### [TASK DETAILS]
In the listing below, print exactly the lines from the first through the one that contains "use skirmish_core::save::SaveGame;".

### [MATERIALS PROVIDED]
_ _ _ _

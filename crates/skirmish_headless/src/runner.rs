//! Single headless game runs.
//!
//! A run builds the scenario world (or resumes a save), drives a
//! [`Session`] for a number of frames and reports the final state as a
//! serializable [`GameReport`].

use std::collections::BTreeMap;
use std::path::PathBuf;
use std::time::Instant;

use serde::{Deserialize, Serialize};
use skirmish_core::ai::{AiBrain, BasicAi};
use skirmish_core::config::{AiConfig, GameSettings};
use skirmish_core::error::GameError;
use skirmish_core::factions::{ControlType, Faction};
use skirmish_core::save::SaveGame;
use skirmish_core::session::Session;
use thiserror::Error;
use tracing::{debug, info, warn};

use crate::scenario::{Scenario, ScenarioError};

/// Error from a headless run.
#[derive(Error, Debug)]
pub enum RunError {
    /// The scenario could not be loaded or built.
    #[error(transparent)]
    Scenario(#[from] ScenarioError),
    /// The session failed.
    #[error(transparent)]
    Game(#[from] GameError),
}

/// Configuration for one game.
#[derive(Debug, Clone)]
pub struct GameConfig {
    /// Identifier used in logs and reports.
    pub game_id: String,
    /// Scenario to build the world from.
    pub scenario: Scenario,
    /// Frames to run.
    pub frames: u64,
    /// AI interface configuration.
    pub ai: AiConfig,
    /// Write a save here after the last frame.
    pub save_to: Option<PathBuf>,
    /// Continue from this save instead of building the scenario world.
    pub resume_from: Option<PathBuf>,
}

impl GameConfig {
    /// Config running the scenario for its own frame count.
    pub fn new(game_id: impl Into<String>, scenario: Scenario) -> Self {
        Self {
            game_id: game_id.into(),
            frames: scenario.frames,
            ai: scenario.ai.clone(),
            scenario,
            save_to: None,
            resume_from: None,
        }
    }

    /// Set frame count
    pub fn with_frames(mut self, frames: u64) -> Self {
        self.frames = frames;
        self
    }

    /// Set whether AI runs on worker threads
    pub fn with_worker_threads(mut self, enabled: bool) -> Self {
        self.ai.worker_threads = enabled;
        self
    }
}

/// Final state of one faction.
#[derive(Debug, Clone, PartialEq, Eq, Serialize, Deserialize)]
pub struct FactionReport {
    /// Faction index.
    pub index: usize,
    /// Faction type name.
    pub name: String,
    /// Team.
    pub team: usize,
    /// Controller.
    pub control: ControlType,
    /// Units alive.
    pub units: usize,
    /// Stockpile by resource name.
    pub resources: BTreeMap<String, i64>,
    /// AI ticks run, if an AI drove this faction.
    pub ai_ticks: Option<u64>,
}

/// Result of one game.
#[derive(Debug, Clone, PartialEq, Eq, Serialize, Deserialize)]
pub struct GameReport {
    /// Game identifier.
    pub game_id: String,
    /// Scenario name.
    pub scenario: String,
    /// Frame the session ended on.
    pub frame: u64,
    /// Whether AI ran on worker threads.
    pub threaded: bool,
    /// Final world hash.
    pub state_hash: u64,
    /// Wall time in milliseconds.
    pub elapsed_ms: u64,
    /// Whether every worker stopped cleanly.
    pub clean_shutdown: bool,
    /// Per-faction final state.
    pub factions: Vec<FactionReport>,
    /// Console lines at the end of the game.
    pub console: Vec<String>,
}

/// Run one game to completion.
///
/// # Errors
/// Returns an error if the scenario is invalid, the save can't be read or
/// written, or the session fails.
pub fn run_game(config: &GameConfig) -> Result<GameReport, RunError> {
    let start = Instant::now();
    let settings = config.scenario.basic_ai.clone();
    let make_brain = move |faction: &Faction| -> Box<dyn AiBrain> {
        debug!(faction = faction.index, name = %faction.name, "Creating AI brain");
        Box::new(BasicAi::new(settings.clone()))
    };

    let mut session = match &config.resume_from {
        Some(path) => {
            info!(game = %config.game_id, path = %path.display(), "Resuming from save");
            let save = SaveGame::load(path)?;
            Session::from_save_with_brains(save, config.ai.clone(), make_brain)?
        }
        None => {
            let world = config.scenario.build_world()?;
            Session::with_brains(world, GameSettings::default(), config.ai.clone(), make_brain)?
        }
    };

    info!(
        game = %config.game_id,
        scenario = %config.scenario.name,
        frames = config.frames,
        threaded = config.ai.worker_threads,
        "Starting game"
    );
    session.run(config.frames)?;

    if let Some(path) = &config.save_to {
        session.save().save(path)?;
        info!(game = %config.game_id, path = %path.display(), "Saved game");
    }

    let report = report(config, &session, start);
    let clean_shutdown = session.shutdown();
    if !clean_shutdown {
        warn!(game = %config.game_id, "AI workers did not stop cleanly");
    }
    info!(
        game = %config.game_id,
        frame = report.frame,
        hash = report.state_hash,
        elapsed_ms = report.elapsed_ms,
        "Game finished"
    );
    Ok(GameReport {
        clean_shutdown,
        ..report
    })
}

fn report(config: &GameConfig, session: &Session, start: Instant) -> GameReport {
    let world = session.world().read();
    let tech = world.tech();
    let factions = world
        .factions()
        .iter()
        .map(|faction| FactionReport {
            index: faction.index,
            name: faction.name.clone(),
            team: faction.team,
            control: faction.control,
            units: faction.unit_count(),
            resources: tech
                .resource_types
                .iter()
                .map(|rt| (rt.name.clone(), faction.resource(rt.id)))
                .collect(),
            ai_ticks: session.ai(faction.index).map(|ai| ai.tick_counter()),
        })
        .collect();
    GameReport {
        game_id: config.game_id.clone(),
        scenario: config.scenario.name.clone(),
        frame: session.frame(),
        threaded: config.ai.worker_threads,
        state_hash: world.state_hash(),
        elapsed_ms: u64::try_from(start.elapsed().as_millis()).unwrap_or(u64::MAX),
        clean_shutdown: true,
        factions,
        console: session.console().lines(),
    }
}

#[cfg(test)]
mod tests {
    use super::*;

    fn quick(threaded: bool) -> GameConfig {
        let mut config = GameConfig::new("test", Scenario::skirmish_1v1())
            .with_frames(30)
            .with_worker_threads(threaded);
        config.ai.tick_timeout_ms = 5_000;
        config
    }

    #[test]
    fn test_inline_run_reports_every_faction() {
        let report = run_game(&quick(false)).unwrap();
        assert_eq!(report.frame, 30);
        assert_eq!(report.factions.len(), 2);
        for faction in &report.factions {
            assert_eq!(faction.ai_ticks, Some(30));
            assert!(faction.resources.contains_key("gold"));
        }
        assert!(report.clean_shutdown);
    }

    #[test]
    fn test_threaded_run_matches_inline() {
        let inline = run_game(&quick(false)).unwrap();
        let threaded = run_game(&quick(true)).unwrap();
        assert_eq!(inline.state_hash, threaded.state_hash);
    }

    #[test]
    fn test_save_then_resume_continues_frames() {
        let dir = tempfile::tempdir().unwrap();
        let path = dir.path().join("game.ron");

        let mut first = quick(false).with_frames(10);
        first.save_to = Some(path.clone());
        run_game(&first).unwrap();

        let mut second = quick(false).with_frames(20);
        second.resume_from = Some(path);
        let resumed = run_game(&second).unwrap();

        let straight = run_game(&quick(false)).unwrap();
        assert_eq!(resumed.frame, 30);
        assert_eq!(resumed.state_hash, straight.state_hash);
    }
}
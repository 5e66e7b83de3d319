//! Network-aware command arbiter.
//!
//! AI factions that the local peer controls submit their commands here
//! instead of touching units directly. In a local game the commander applies
//! them at once; in a network game it holds them until the tick boundary so
//! every peer applies the same commands on the same frame.

use std::sync::Arc;

use parking_lot::{Mutex, RwLock};
use serde::{Deserialize, Serialize};

use crate::components::{Command, CommandResult, UnitId};
use crate::config::GameSettings;
use crate::world::World;

/// A command waiting for the lockstep boundary.
#[derive(Debug, Clone, PartialEq, Eq, Serialize, Deserialize)]
pub struct NetworkCommand {
    /// Issuing faction.
    pub faction: usize,
    /// Commanded unit.
    pub unit: UnitId,
    /// The command.
    pub command: Command,
}

/// A faction's vote on another faction's request to switch teams.
#[derive(Debug, Clone, Copy, PartialEq, Eq, Serialize, Deserialize)]
pub struct SwitchTeamVote {
    /// Voting faction.
    pub faction: usize,
    /// Faction asking to switch.
    pub requesting_faction: usize,
    /// Team it wants to join.
    pub team: usize,
    /// Whether the vote is in favour.
    pub allow: bool,
}

/// Command submission seam between AI code and the authoritative world.
pub trait Commander: Send + Sync {
    /// Submit a command for a unit of `faction`.
    fn try_give_command(
        &self,
        faction: usize,
        unit: UnitId,
        command: Command,
    ) -> (CommandResult, String);

    /// Submit a switch-team vote.
    fn try_switch_team_vote(&self, vote: SwitchTeamVote);
}

/// Commander for a lockstep session.
pub struct LockstepCommander {
    world: Arc<RwLock<World>>,
    settings: Arc<GameSettings>,
    pending: Mutex<Vec<NetworkCommand>>,
    votes: Mutex<Vec<SwitchTeamVote>>,
}

impl LockstepCommander {
    /// Create a commander over the session's world.
    pub fn new(world: Arc<RwLock<World>>, settings: Arc<GameSettings>) -> Self {
        Self {
            world,
            settings,
            pending: Mutex::new(Vec::new()),
            votes: Mutex::new(Vec::new()),
        }
    }

    /// Commands waiting for the next tick boundary.
    #[must_use]
    pub fn pending_count(&self) -> usize {
        self.pending.lock().len()
    }

    /// Apply every held command.
    ///
    /// Factions submit from separate threads, so arrival order is not
    /// deterministic; commands are applied by faction index, keeping each
    /// faction's own issue order. Returns the number of commands applied.
    pub fn flush(&self) -> usize {
        let mut batch = std::mem::take(&mut *self.pending.lock());
        batch.sort_by_key(|c| c.faction);
        let count = batch.len();
        let mut world = self.world.write();
        for cmd in batch {
            let (result, message) = world.give_unit_command(cmd.faction, cmd.unit, cmd.command);
            if result != CommandResult::Success {
                tracing::debug!(
                    faction = cmd.faction,
                    unit = cmd.unit,
                    ?result,
                    %message,
                    "Held command rejected at tick boundary"
                );
            }
        }
        count
    }

    /// Drain recorded switch-team votes.
    pub fn take_votes(&self) -> Vec<SwitchTeamVote> {
        std::mem::take(&mut *self.votes.lock())
    }
}

impl Commander for LockstepCommander {
    fn try_give_command(
        &self,
        faction: usize,
        unit: UnitId,
        command: Command,
    ) -> (CommandResult, String) {
        if self.settings.network_game {
            self.pending.lock().push(NetworkCommand {
                faction,
                unit,
                command,
            });
            (CommandResult::Success, String::new())
        } else {
            self.world.write().give_unit_command(faction, unit, command)
        }
    }

    fn try_switch_team_vote(&self, vote: SwitchTeamVote) {
        self.votes.lock().push(vote);
    }
}
//! Remembers which of a faction's units can harvest each resource type.

use std::collections::BTreeMap;

use crate::components::UnitId;
use crate::factions::Faction;
use crate::tech::{ResourceTypeId, TechTree};

/// Resource type to a unit known to harvest it.
///
/// Entries are hints: a cached unit may have died since, so every hit is
/// checked against the faction's live units before it is trusted.
#[derive(Debug, Clone, Default, PartialEq, Eq)]
pub struct HarvestCache {
    entries: BTreeMap<ResourceTypeId, UnitId>,
    scans: u64,
}

impl HarvestCache {
    /// Empty cache.
    #[must_use]
    pub fn new() -> Self {
        Self::default()
    }

    /// Cached harvester for `resource`.
    #[must_use]
    pub fn get(&self, resource: ResourceTypeId) -> Option<UnitId> {
        self.entries.get(&resource).copied()
    }

    /// Remember `unit` as a harvester of `resource`.
    pub fn remember(&mut self, resource: ResourceTypeId, unit: UnitId) {
        self.entries.insert(resource, unit);
    }

    /// Drop the entry for `resource`.
    pub fn forget(&mut self, resource: ResourceTypeId) {
        self.entries.remove(&resource);
    }

    /// Drop every entry. The scan counter is kept.
    pub fn clear(&mut self) {
        self.entries.clear();
    }

    /// Entries in resource type order.
    pub fn entries(&self) -> impl Iterator<Item = (ResourceTypeId, UnitId)> + '_ {
        self.entries.iter().map(|(r, u)| (*r, *u))
    }

    /// Number of entries.
    #[must_use]
    pub fn len(&self) -> usize {
        self.entries.len()
    }

    /// Whether the cache has no entries.
    #[must_use]
    pub fn is_empty(&self) -> bool {
        self.entries.is_empty()
    }

    /// Full unit-list scans performed so far.
    #[must_use]
    pub fn scans(&self) -> u64 {
        self.scans
    }

    /// Whether any unit of `faction` can harvest `resource`.
    ///
    /// A live cached unit answers without scanning. Otherwise the unit list is
    /// scanned once and the first capable unit is cached.
    pub fn can_harvest(
        &mut self,
        faction: &Faction,
        tech: &TechTree,
        resource: ResourceTypeId,
    ) -> bool {
        if let Some(id) = self.get(resource) {
            if faction.find_unit(id).is_some() {
                return true;
            }
        }

        self.scans += 1;
        let harvester = faction.units().iter().find(|unit| {
            tech.unit_type(unit.unit_type)
                .and_then(|ut| ut.first_harvest_command(resource))
                .is_some()
        });
        match harvester {
            Some(unit) => {
                self.remember(resource, unit.id);
                true
            }
            None => {
                self.forget(resource);
                false
            }
        }
    }
}
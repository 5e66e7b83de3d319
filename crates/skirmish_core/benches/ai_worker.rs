//! AI interface benchmarks for skirmish_core.
//!
//! Run with: `cargo bench -p skirmish_core`

// Benchmark binaries don't need docs on macro-generated functions
#![allow(missing_docs)]

use std::sync::Arc;
use std::thread;

use criterion::{black_box, criterion_group, criterion_main, BenchmarkId, Criterion};
use skirmish_core::ai::SignalGate;
use skirmish_core::config::GameSettings;
use skirmish_core::session::Session;
use skirmish_test_utils::fixtures::{inline_config, skirmish_world, threaded_config};

/// Round trip of one tick through a gate with a live consumer thread.
pub fn signal_gate_benchmark(c: &mut Criterion) {
    let gate = Arc::new(SignalGate::new());
    let consumer = {
        let gate = Arc::clone(&gate);
        thread::spawn(move || loop {
            gate.wait_for_signal();
            match gate.take_pending() {
                Some(0) => break,
                Some(tick) => gate.mark_complete(tick),
                None => {}
            }
        })
    };

    let mut tick = 0u64;
    c.bench_function("signal_gate_round_trip", |b| {
        b.iter(|| {
            tick += 1;
            gate.signal(tick);
            while !gate.is_complete(black_box(tick)) {
                thread::yield_now();
            }
        })
    });

    gate.signal(0);
    let _ = consumer.join();
}

/// One session frame with four basic AIs, inline versus threaded.
pub fn session_tick_benchmark(c: &mut Criterion) {
    let mut group = c.benchmark_group("session_tick");
    for (name, config) in [("inline", inline_config()), ("threaded", threaded_config())] {
        let mut session = Session::new(skirmish_world(4), GameSettings::default(), config)
            .expect("session");
        group.bench_function(BenchmarkId::from_parameter(name), |b| {
            b.iter(|| session.tick().expect("tick"));
        });
        session.shutdown();
    }
    group.finish();
}

criterion_group!(benches, signal_gate_benchmark, session_tick_benchmark);
criterion_main!(benches);
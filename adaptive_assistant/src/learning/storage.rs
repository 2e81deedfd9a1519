//! Durable backends for the learning table.

use parking_lot::Mutex;
use serde::{Deserialize, Serialize};
use std::fs;
use std::io::Write;
use std::path::{Path, PathBuf};
use std::sync::Arc;
use tracing::{debug, info};

use super::{LearningPattern, PatternKey, PatternTable};
use crate::error::LearningStoreError;

const JSON_FORMAT_VERSION: u32 = 1;
const SLED_KEY_SEPARATOR: u8 = 0x1f;

/// Round-trips the whole pattern table.
pub trait PatternStorage: Send + Sync {
    /// Read the stored table. Absent state is an empty table, not an error.
    fn load(&self) -> Result<PatternTable, LearningStoreError>;

    fn save(&self, patterns: &PatternTable) -> Result<(), LearningStoreError>;

    fn describe(&self) -> String;
}

/// Volatile storage, shared between clones.
#[derive(Debug, Clone, Default)]
pub struct InMemoryStorage {
    table: Arc<Mutex<PatternTable>>,
}

impl PatternStorage for InMemoryStorage {
    fn load(&self) -> Result<PatternTable, LearningStoreError> {
        Ok(self.table.lock().clone())
    }

    fn save(&self, patterns: &PatternTable) -> Result<(), LearningStoreError> {
        *self.table.lock() = patterns.clone();
        Ok(())
    }

    fn describe(&self) -> String {
        "memory".to_string()
    }
}

#[derive(Debug, Serialize, Deserialize)]
struct PatternDocument {
    version: u32,
    patterns: Vec<PatternRecord>,
}

#[derive(Debug, Serialize, Deserialize)]
struct PatternRecord {
    provider: String,
    fingerprint: String,
    count: u64,
    success_rate: f64,
    avg_duration_ms: f64,
    last_used: chrono::DateTime<chrono::Utc>,
}

/// Pretty-printed JSON document, replaced atomically on every save.
#[derive(Debug, Clone)]
pub struct JsonFileStorage {
    path: PathBuf,
}

impl JsonFileStorage {
    pub fn new(path: impl Into<PathBuf>) -> Self {
        Self { path: path.into() }
    }

    pub fn path(&self) -> &Path {
        &self.path
    }

    fn corrupt(&self, reason: impl ToString) -> LearningStoreError {
        LearningStoreError::Corrupt {
            path: self.path.clone(),
            reason: reason.to_string(),
        }
    }
}

impl PatternStorage for JsonFileStorage {
    fn load(&self) -> Result<PatternTable, LearningStoreError> {
        let raw = match fs::read_to_string(&self.path) {
            Ok(raw) => raw,
            Err(e) if e.kind() == std::io::ErrorKind::NotFound => {
                debug!(path = ?self.path, "Learning file not found");
                return Ok(PatternTable::new());
            }
            Err(e) if e.kind() == std::io::ErrorKind::InvalidData => return Err(self.corrupt(e)),
            Err(e) => return Err(e.into()),
        };

        if raw.trim().is_empty() {
            return Ok(PatternTable::new());
        }

        let document: PatternDocument = serde_json::from_str(&raw).map_err(|e| self.corrupt(e))?;
        if document.version != JSON_FORMAT_VERSION {
            return Err(self.corrupt(format!("unsupported format version {}", document.version)));
        }

        let mut table = PatternTable::with_capacity(document.patterns.len());
        for record in document.patterns {
            let key = PatternKey::new(record.provider, record.fingerprint);
            let pattern = LearningPattern {
                count: record.count,
                success_rate: record.success_rate,
                avg_duration_ms: record.avg_duration_ms,
                last_used: record.last_used,
            };
            if table.insert(key.clone(), pattern).is_some() {
                return Err(self.corrupt(format!("duplicate pattern {}/{}", key.provider, key.fingerprint)));
            }
        }
        Ok(table)
    }

    fn save(&self, patterns: &PatternTable) -> Result<(), LearningStoreError> {
        let mut records: Vec<PatternRecord> = patterns
            .iter()
            .map(|(key, p)| PatternRecord {
                provider: key.provider.clone(),
                fingerprint: key.fingerprint.clone(),
                count: p.count,
                success_rate: p.success_rate,
                avg_duration_ms: p.avg_duration_ms,
                last_used: p.last_used,
            })
            .collect();
        records.sort_by(|a, b| (&a.provider, &a.fingerprint).cmp(&(&b.provider, &b.fingerprint)));

        let document = PatternDocument {
            version: JSON_FORMAT_VERSION,
            patterns: records,
        };
        let body = serde_json::to_vec_pretty(&document)
            .map_err(|e| LearningStoreError::Persist(e.to_string()))?;

        let dir = match self.path.parent() {
            Some(parent) if !parent.as_os_str().is_empty() => parent.to_path_buf(),
            _ => PathBuf::from("."),
        };
        fs::create_dir_all(&dir)?;

        let mut tmp = tempfile::NamedTempFile::new_in(&dir)?;
        tmp.write_all(&body)?;
        tmp.as_file().sync_all()?;
        tmp.persist(&self.path)
            .map_err(|e| LearningStoreError::Persist(format!("{:?}: {}", self.path, e.error)))?;
        Ok(())
    }

    fn describe(&self) -> String {
        format!("json:{}", self.path.display())
    }
}

/// Embedded sled database, one entry per pattern (bincode-encoded).
#[derive(Clone)]
pub struct SledStorage {
    db: Arc<sled::Db>,
    path: PathBuf,
}

impl SledStorage {
    pub fn open(path: impl Into<PathBuf>) -> Result<Self, LearningStoreError> {
        let path = path.into();
        let db = sled::open(&path)?;
        info!("Learning database opened at {:?}", path);
        Ok(Self {
            db: Arc::new(db),
            path,
        })
    }

    fn encode_key(key: &PatternKey) -> Vec<u8> {
        let mut bytes = Vec::with_capacity(key.provider.len() + key.fingerprint.len() + 1);
        bytes.extend_from_slice(key.provider.as_bytes());
        bytes.push(SLED_KEY_SEPARATOR);
        bytes.extend_from_slice(key.fingerprint.as_bytes());
        bytes
    }

    fn decode_key(&self, bytes: &[u8]) -> Result<PatternKey, LearningStoreError> {
        let split = bytes
            .iter()
            .position(|b| *b == SLED_KEY_SEPARATOR)
            .ok_or_else(|| self.corrupt("pattern key without separator"))?;
        let provider = std::str::from_utf8(&bytes[..split]).map_err(|e| self.corrupt(e))?;
        let fingerprint = std::str::from_utf8(&bytes[split + 1..]).map_err(|e| self.corrupt(e))?;
        Ok(PatternKey::new(provider, fingerprint))
    }

    fn corrupt(&self, reason: impl ToString) -> LearningStoreError {
        LearningStoreError::Corrupt {
            path: self.path.clone(),
            reason: reason.to_string(),
        }
    }
}

impl PatternStorage for SledStorage {
    fn load(&self) -> Result<PatternTable, LearningStoreError> {
        let mut table = PatternTable::new();
        for item in self.db.iter() {
            let (key_bytes, value_bytes) = item?;
            let key = self.decode_key(&key_bytes)?;
            let pattern: LearningPattern = bincode::deserialize(&value_bytes).map_err(|e| self.corrupt(e))?;
            table.insert(key, pattern);
        }
        Ok(table)
    }

    fn save(&self, patterns: &PatternTable) -> Result<(), LearningStoreError> {
        let mut batch = sled::Batch::default();

        for item in self.db.iter().keys() {
            let existing = item?;
            let still_present = self
                .decode_key(&existing)
                .map(|key| patterns.contains_key(&key))
                .unwrap_or(false);
            if !still_present {
                batch.remove(existing);
            }
        }

        for (key, pattern) in patterns {
            let value = bincode::serialize(pattern).map_err(|e| LearningStoreError::Persist(e.to_string()))?;
            batch.insert(Self::encode_key(key), value);
        }

        self.db.apply_batch(batch)?;
        self.db.flush()?;
        Ok(())
    }

    fn describe(&self) -> String {
        format!("sled:{}", self.path.display())
    }
}
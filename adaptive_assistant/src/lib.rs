//! Adaptive Assistant - Core Library
//!
//! Routes free-text instructions to capability providers, runs the claims
//! under timeout and panic isolation, and learns per-provider statistics
//! that drive suggestions for unmatched input.

pub mod cli;
pub mod coordinator;
pub mod error;
pub mod instruction;
pub mod learning;
pub mod orchestrator;
pub mod outcome;
pub mod provider;
pub mod providers;
pub mod registry;
pub mod router;
pub mod settings;
pub mod telemetry;

pub use coordinator::{CoordinatorConfig, ExecutionCoordinator, ExecutionMode};
pub use error::{ExecutionFault, LearningStoreError};
pub use instruction::{Instruction, Priority};
pub use learning::AdaptiveLearningStore;
pub use orchestrator::Orchestrator;
pub use outcome::{AggregatedOutcome, ExecutionResult};
pub use provider::{CapabilityProvider, ProviderOutput};
pub use registry::CapabilityRegistry;
pub use router::{CapabilityClaim, InstructionRouter};
pub use settings::Settings;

_ _ _ _

### [EXERCISE RESULT]
filename crates/skirmish_headless/src/runner.rs
//! Single headless game runs.
//!
//! A run builds the scenario world (or resumes a save), drives a
//! [`Session`] for a number of frames and reports the final state as a
//! serializable [`GameReport`].

use std::collections::BTreeMap;
use std::path::PathBuf;
use std::time::Instant;

use serde::{Deserialize, Serialize};
use skirmish_core::ai::{AiBrain, BasicAi};
use skirmish_core::config::{AiConfig, GameSettings};
use skirmish_core::error::GameError;
use skirmish_core::factions::{ControlType, Faction};
use skirmish_core::save::SaveGame;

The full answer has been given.